» TASK
Of the records that follow, copy only the lines from the line containing "if let Some(stats)" to the line containing "use serde::Serialize;", both included, exactly as written.

Data extracted from a collection
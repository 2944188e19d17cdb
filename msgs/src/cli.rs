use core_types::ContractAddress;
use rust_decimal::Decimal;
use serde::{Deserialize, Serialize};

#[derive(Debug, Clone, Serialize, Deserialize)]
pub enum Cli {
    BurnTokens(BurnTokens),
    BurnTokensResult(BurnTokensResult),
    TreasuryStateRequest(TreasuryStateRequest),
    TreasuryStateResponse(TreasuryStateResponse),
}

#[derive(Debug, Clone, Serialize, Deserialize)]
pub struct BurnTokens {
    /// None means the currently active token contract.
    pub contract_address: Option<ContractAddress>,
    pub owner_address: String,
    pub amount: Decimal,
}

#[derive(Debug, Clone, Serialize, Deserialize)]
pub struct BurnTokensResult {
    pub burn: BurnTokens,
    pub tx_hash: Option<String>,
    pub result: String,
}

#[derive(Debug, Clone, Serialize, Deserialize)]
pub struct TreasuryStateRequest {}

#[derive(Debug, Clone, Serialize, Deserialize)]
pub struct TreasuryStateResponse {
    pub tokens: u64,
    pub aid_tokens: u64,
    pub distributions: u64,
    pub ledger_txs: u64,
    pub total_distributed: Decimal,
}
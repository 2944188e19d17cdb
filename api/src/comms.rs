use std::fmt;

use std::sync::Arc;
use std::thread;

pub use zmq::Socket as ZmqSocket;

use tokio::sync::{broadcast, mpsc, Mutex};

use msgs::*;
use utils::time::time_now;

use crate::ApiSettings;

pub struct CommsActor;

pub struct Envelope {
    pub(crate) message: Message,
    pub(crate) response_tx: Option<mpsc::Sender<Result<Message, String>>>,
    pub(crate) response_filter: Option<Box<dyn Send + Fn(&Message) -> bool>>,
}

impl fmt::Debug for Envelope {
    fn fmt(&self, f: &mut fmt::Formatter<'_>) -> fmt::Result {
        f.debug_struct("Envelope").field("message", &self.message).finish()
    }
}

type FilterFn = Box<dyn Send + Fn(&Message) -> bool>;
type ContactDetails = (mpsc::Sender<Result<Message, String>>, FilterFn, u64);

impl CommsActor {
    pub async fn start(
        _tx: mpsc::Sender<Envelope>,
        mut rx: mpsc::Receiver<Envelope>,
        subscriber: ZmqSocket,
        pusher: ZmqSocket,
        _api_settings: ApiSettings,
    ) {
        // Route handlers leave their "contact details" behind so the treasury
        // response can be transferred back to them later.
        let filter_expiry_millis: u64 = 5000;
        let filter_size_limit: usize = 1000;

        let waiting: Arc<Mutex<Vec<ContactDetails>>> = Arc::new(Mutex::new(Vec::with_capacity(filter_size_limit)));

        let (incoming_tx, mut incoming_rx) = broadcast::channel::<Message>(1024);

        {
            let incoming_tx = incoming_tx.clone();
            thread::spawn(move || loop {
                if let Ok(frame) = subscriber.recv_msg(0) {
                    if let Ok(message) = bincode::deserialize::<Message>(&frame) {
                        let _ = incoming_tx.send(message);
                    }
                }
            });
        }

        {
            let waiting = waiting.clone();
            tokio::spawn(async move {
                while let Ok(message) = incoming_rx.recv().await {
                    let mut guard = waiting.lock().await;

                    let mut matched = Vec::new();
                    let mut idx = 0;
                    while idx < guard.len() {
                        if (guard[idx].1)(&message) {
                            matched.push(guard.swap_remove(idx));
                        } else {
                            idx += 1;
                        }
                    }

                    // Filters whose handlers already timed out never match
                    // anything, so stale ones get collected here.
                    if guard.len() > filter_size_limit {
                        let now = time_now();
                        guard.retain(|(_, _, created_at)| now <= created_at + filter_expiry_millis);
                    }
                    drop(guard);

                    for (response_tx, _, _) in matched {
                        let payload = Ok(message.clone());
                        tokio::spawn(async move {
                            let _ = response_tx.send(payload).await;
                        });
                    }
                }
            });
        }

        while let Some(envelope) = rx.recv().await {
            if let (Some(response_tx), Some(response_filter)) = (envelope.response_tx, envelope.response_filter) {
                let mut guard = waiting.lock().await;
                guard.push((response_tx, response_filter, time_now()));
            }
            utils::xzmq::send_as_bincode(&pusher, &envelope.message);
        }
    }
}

* * *

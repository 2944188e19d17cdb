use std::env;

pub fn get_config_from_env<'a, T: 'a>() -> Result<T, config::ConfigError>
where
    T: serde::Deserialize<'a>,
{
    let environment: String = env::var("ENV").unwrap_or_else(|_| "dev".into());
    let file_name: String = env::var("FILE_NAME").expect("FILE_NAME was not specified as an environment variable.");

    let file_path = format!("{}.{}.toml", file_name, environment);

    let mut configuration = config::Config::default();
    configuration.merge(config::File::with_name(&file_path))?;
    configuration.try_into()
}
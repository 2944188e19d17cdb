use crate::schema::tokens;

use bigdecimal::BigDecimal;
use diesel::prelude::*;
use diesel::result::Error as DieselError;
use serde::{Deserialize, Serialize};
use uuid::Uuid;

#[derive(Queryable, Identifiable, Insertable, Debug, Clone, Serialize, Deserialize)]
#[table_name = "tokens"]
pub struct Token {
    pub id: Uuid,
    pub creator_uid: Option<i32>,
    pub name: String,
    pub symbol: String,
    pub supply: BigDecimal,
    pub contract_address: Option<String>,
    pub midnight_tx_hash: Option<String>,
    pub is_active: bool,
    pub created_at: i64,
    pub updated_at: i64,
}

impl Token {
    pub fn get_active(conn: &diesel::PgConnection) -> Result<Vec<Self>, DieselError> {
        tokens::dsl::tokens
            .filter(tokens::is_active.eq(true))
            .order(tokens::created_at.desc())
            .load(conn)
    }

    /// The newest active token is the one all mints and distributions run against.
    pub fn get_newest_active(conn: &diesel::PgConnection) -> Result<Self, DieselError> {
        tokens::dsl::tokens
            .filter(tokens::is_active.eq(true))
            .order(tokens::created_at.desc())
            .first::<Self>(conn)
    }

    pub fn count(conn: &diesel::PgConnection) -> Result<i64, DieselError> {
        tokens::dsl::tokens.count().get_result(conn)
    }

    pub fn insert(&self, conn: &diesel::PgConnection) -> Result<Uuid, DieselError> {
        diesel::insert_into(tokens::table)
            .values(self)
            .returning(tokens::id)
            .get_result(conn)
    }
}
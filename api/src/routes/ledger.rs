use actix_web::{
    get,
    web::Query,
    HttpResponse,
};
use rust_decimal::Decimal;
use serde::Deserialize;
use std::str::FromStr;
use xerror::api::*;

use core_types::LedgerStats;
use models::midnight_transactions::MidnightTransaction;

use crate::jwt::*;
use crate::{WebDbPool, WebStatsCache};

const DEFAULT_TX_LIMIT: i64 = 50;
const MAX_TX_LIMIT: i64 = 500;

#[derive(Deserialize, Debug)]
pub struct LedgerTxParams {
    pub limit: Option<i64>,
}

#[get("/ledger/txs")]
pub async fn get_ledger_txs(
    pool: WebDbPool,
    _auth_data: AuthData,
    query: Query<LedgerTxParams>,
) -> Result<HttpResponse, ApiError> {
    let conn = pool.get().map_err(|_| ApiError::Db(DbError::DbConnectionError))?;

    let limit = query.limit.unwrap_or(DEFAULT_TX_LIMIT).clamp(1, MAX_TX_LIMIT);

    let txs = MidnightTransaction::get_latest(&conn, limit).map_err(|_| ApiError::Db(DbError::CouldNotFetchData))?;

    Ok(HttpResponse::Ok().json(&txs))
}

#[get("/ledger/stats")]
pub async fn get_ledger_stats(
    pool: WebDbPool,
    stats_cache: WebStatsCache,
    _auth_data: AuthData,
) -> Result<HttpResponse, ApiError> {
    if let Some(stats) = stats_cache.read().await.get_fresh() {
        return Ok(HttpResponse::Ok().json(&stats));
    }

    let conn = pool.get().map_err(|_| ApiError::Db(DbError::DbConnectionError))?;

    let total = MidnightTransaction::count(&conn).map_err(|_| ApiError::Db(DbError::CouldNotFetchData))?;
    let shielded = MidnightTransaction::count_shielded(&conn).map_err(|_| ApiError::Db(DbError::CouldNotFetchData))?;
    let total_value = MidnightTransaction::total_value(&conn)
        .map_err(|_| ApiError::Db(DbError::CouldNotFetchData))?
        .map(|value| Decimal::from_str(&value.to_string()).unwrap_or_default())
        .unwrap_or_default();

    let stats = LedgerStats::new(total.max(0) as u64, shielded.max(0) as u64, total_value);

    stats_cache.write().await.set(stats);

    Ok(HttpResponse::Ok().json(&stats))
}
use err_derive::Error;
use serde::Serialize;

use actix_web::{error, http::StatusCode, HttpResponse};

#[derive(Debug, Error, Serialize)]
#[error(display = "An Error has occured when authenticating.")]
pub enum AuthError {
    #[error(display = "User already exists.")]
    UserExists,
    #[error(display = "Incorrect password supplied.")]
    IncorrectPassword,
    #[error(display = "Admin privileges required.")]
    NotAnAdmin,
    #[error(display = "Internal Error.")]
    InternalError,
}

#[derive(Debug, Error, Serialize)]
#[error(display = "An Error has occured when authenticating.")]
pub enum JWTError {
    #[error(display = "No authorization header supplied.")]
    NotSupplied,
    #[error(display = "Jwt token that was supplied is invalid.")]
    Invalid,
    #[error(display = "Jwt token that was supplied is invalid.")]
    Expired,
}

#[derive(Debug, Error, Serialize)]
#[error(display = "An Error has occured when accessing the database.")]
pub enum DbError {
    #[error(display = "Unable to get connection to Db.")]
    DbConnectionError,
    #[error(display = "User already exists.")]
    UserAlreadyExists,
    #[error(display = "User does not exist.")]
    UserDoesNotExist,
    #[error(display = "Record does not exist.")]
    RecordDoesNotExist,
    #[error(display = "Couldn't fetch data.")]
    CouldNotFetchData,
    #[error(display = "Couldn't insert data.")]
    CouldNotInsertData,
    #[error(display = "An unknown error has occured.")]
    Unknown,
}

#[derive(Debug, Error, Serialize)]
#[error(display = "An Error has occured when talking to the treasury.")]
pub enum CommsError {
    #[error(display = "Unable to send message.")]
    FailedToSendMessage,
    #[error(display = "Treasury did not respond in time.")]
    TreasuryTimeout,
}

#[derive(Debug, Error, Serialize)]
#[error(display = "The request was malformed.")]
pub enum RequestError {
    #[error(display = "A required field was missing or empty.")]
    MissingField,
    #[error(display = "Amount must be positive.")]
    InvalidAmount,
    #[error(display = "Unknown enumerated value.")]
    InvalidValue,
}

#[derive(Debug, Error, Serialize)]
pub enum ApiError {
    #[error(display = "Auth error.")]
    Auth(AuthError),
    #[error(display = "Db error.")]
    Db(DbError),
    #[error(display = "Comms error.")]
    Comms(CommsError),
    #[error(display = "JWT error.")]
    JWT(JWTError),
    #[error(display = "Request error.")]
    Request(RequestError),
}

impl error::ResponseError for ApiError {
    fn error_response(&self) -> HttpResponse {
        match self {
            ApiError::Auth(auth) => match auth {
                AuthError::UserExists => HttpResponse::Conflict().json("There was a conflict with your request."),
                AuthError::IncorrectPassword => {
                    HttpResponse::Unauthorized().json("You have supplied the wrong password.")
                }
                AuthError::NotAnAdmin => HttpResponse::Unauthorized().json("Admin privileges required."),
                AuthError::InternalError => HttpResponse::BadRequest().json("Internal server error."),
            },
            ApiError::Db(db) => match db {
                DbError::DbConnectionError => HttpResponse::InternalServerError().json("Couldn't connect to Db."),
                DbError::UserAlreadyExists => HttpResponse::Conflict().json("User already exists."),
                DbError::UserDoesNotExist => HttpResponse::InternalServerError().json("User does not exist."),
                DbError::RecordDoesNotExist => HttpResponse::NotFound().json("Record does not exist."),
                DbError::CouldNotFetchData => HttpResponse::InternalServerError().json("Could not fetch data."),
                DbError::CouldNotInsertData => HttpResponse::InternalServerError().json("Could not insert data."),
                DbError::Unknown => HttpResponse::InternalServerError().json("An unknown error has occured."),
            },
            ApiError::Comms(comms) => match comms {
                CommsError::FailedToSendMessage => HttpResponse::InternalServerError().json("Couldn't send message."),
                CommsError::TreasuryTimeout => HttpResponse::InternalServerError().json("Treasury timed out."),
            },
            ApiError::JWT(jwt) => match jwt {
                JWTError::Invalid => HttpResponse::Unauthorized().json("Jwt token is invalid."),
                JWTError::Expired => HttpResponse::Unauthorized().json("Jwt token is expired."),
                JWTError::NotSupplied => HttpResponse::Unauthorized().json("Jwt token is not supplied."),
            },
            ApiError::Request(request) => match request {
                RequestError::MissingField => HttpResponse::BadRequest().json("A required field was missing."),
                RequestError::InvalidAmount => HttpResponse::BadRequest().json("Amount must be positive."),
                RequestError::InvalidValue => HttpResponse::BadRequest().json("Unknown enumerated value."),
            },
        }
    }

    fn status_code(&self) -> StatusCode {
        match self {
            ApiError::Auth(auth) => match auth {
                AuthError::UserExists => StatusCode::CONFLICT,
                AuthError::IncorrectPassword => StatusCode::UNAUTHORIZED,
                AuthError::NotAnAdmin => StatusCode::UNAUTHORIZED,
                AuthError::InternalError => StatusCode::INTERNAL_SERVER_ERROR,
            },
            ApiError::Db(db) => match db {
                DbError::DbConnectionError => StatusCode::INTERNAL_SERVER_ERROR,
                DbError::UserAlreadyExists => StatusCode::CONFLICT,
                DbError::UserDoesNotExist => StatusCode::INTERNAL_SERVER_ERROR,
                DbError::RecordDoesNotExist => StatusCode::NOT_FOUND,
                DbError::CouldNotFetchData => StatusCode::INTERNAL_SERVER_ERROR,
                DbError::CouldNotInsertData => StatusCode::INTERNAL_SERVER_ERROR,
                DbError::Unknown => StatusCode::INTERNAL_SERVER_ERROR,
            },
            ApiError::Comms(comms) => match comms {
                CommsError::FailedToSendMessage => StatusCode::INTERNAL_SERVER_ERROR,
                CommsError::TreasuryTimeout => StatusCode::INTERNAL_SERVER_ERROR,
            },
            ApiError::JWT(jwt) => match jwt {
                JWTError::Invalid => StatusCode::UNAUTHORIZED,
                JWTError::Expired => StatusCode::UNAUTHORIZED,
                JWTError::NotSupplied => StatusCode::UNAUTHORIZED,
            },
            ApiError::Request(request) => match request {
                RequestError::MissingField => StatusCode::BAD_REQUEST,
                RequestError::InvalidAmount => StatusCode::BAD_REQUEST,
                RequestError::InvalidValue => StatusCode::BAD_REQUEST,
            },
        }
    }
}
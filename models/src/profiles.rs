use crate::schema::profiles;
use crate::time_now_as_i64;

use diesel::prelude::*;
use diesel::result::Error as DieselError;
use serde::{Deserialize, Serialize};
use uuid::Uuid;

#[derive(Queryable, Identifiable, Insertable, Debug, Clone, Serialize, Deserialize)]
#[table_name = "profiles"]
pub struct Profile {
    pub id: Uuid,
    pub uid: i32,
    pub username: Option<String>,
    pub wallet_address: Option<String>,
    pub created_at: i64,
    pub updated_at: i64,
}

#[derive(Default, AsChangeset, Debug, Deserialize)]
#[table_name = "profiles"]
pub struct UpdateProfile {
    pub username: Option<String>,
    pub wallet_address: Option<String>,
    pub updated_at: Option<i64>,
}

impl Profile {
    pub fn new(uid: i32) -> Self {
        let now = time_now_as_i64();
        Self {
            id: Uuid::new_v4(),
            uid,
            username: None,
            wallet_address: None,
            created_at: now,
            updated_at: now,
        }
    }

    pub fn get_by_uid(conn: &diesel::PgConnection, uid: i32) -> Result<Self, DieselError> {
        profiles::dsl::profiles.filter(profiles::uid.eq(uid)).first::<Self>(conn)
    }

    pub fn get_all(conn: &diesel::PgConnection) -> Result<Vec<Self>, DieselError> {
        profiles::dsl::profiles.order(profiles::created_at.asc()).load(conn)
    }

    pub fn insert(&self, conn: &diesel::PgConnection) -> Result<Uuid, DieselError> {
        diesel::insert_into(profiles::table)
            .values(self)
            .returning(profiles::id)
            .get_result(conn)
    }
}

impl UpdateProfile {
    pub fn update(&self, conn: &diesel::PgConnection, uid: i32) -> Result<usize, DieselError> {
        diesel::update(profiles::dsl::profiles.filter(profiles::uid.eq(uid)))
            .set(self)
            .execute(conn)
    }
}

» TASK ANSWER
    if let Some(stats) = stats_cache.read().await.get_fresh() {
        return Ok(HttpResponse::Ok().json(&stats));
    }

    let conn = pool.get().map_err(|_| ApiError::Db(DbError::DbConnectionError))?;

    let total = MidnightTransaction::count(&conn).map_err(|_| ApiError::Db(DbError::CouldNotFetchData))?;
    let shielded = MidnightTransaction::count_shielded(&conn).map_err(|_| ApiError::Db(DbError::CouldNotFetchData))?;
    let total_value = MidnightTransaction::total_value(&conn)
        .map_err(|_| ApiError::Db(DbError::CouldNotFetchData))?
        .map(|value| Decimal::from_str(&value.to_string()).unwrap_or_default())
        .unwrap_or_default();

    let stats = LedgerStats::new(total.max(0) as u64, shielded.max(0) as u64, total_value);

    stats_cache.write().await.set(stats);

    Ok(HttpResponse::Ok().json(&stats))
}
use err_derive::Error;
use serde::Serialize;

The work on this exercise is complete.